### WORK REQUEST
Give back, character for character, the line that includes "list (default: 5)" and all lines beneath it in the data.

(Stored data)
###

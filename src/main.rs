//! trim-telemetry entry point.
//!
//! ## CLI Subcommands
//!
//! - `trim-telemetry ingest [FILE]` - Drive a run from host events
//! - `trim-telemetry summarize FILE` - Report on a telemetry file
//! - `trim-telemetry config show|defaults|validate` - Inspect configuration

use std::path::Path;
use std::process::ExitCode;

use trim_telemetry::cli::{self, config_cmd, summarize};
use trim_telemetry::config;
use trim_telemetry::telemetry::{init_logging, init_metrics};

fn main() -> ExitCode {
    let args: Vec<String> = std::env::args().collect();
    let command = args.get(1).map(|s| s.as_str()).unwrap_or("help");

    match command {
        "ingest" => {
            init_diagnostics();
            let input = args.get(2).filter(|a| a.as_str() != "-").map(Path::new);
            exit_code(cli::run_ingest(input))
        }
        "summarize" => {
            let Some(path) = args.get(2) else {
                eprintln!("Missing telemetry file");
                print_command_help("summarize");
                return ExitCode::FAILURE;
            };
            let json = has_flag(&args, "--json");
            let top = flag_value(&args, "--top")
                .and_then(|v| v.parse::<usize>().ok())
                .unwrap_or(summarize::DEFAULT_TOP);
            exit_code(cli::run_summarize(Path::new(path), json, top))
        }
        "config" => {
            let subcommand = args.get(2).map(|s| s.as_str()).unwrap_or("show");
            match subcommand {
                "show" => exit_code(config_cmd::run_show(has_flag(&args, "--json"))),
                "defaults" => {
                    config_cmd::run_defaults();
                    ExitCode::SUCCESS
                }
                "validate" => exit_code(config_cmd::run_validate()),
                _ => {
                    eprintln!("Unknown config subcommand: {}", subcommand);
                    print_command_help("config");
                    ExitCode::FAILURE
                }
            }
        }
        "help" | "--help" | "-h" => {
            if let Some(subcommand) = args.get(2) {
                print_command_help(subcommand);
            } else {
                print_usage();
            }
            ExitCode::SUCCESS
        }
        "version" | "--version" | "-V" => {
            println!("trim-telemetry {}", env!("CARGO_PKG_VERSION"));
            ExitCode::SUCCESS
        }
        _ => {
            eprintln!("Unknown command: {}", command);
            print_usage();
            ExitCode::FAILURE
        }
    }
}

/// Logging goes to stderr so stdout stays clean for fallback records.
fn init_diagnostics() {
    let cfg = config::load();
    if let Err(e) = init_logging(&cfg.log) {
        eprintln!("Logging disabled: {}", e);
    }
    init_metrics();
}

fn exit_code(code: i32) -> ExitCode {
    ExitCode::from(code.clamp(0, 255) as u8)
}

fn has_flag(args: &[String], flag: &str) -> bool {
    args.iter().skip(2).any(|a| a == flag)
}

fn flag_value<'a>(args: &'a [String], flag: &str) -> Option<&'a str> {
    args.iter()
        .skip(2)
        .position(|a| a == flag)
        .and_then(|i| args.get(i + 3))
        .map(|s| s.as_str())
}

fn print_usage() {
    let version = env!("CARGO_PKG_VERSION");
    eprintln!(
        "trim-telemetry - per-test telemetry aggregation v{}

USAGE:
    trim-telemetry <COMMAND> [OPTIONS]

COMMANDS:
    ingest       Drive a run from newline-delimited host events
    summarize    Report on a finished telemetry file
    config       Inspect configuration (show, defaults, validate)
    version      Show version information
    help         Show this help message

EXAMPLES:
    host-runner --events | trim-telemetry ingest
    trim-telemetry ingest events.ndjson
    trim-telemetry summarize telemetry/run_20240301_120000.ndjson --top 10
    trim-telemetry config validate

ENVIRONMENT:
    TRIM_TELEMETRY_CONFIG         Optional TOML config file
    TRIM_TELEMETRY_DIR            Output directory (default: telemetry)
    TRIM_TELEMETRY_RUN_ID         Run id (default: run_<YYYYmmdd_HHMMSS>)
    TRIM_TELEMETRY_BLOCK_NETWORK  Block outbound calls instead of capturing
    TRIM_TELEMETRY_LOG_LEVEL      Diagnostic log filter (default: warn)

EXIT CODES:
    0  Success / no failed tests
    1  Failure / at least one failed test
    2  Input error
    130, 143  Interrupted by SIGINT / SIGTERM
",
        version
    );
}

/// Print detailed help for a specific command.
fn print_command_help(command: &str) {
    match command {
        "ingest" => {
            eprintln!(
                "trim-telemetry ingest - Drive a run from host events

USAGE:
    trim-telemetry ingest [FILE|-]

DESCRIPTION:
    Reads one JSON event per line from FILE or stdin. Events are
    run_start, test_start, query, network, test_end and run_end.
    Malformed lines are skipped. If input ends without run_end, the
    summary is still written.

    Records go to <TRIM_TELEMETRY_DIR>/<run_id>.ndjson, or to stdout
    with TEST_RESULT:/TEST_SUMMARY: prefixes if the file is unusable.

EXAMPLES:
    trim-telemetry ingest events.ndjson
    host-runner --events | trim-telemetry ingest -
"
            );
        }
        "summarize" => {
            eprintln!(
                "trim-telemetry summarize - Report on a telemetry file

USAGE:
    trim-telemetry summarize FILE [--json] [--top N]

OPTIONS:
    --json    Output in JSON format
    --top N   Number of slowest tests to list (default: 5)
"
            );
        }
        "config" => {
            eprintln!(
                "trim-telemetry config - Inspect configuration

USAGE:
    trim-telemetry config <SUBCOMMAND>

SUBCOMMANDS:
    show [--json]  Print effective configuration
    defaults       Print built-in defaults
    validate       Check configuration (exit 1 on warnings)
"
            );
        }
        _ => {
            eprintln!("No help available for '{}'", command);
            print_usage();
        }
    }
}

###

### EXPECTED OUTPUT
    --top N   Number of slowest tests to list (default: 5)
"
            );
        }
        "config" => {
            eprintln!(
                "trim-telemetry config - Inspect configuration

USAGE:
    trim-telemetry config <SUBCOMMAND>

SUBCOMMANDS:
    show [--json]  Print effective configuration
    defaults       Print built-in defaults
    validate       Check configuration (exit 1 on warnings)
"
            );
        }
        _ => {
            eprintln!("No help available for '{}'", command);
            print_usage();
        }
    }
}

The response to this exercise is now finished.